Q: Fighting sexual violence is high on the political agenda in Haiti, at least rhetorically. What kind of governmental support have you observed reaching out to women in camps, including survival sex? A: There have been talks of combating sexual violence but I have not seen any concrete plans or activities being implemented by the government. As a grassroots organisation working directly in the affected areas, we have not seen much change. Most people displaced by the earthquake are still living in horrible conditions.
Q: Where you have seen major progress being made? A: In terms of our organisation, KOFAVIV has been able to make a lot of progress and to make a difference for survivors of sexual violence.
We provide legal services and accompaniment to victims of gender-based-violence (GBV), with the support of the Bureau des Avocats Internationaux (BAI). Through this partnership, our legal unit of outreach workers accompany the survivors to report her attack, to file a complaint and to go to trial to pursue her aggressor.
From 2004 (KOFAVIV’s inception) to 2010, we barely had ten cases make it to the justice system. Since the earthquake, from 2010 to 2012, we have had about 200 cases that have made it through the justice system, five of which are awaiting a ruling.
It might not seem like a lot compared to the number of women and girls that have come forward, but to us that is a great accomplishment.
Because of our presence in the camps and throughout the communities, rape survivors know about us and the type of work that we do; they are coming forward and talking about their attacks.

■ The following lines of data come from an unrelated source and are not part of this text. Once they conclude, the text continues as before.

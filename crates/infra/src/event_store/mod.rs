//! Append-only event store boundary.
//!
//! Fee structures and invoices are persisted as tenant-scoped event streams.
//! The store makes no storage assumptions: the in-memory implementation serves
//! tests and dev, `PostgresEventStore` (feature `postgres`) serves production.

pub mod in_memory;
#[cfg(feature = "postgres")]
pub mod postgres;
pub mod r#trait;

pub use in_memory::InMemoryEventStore;
#[cfg(feature = "postgres")]
pub use postgres::PostgresEventStore;
pub use r#trait::{EventStore, EventStoreError, StoredEvent, UncommittedEvent};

Survivors of sexual violence (rape, sexual assault, conjugal violence, etc.) are sometimes humiliated and shamed by their communities so they often kept their abuse a secret. But now, to see women and girls come to our centre or call in to our call centre to report abuse and to seek help and justice is great progress.
Furthermore, our emergency shelter in the centre is open to survivors of sexual violence if they feel it is too dangerous for them to go back to their home or tent. They can stay safely at and participate in all the services and activities offered by KOFAVIV.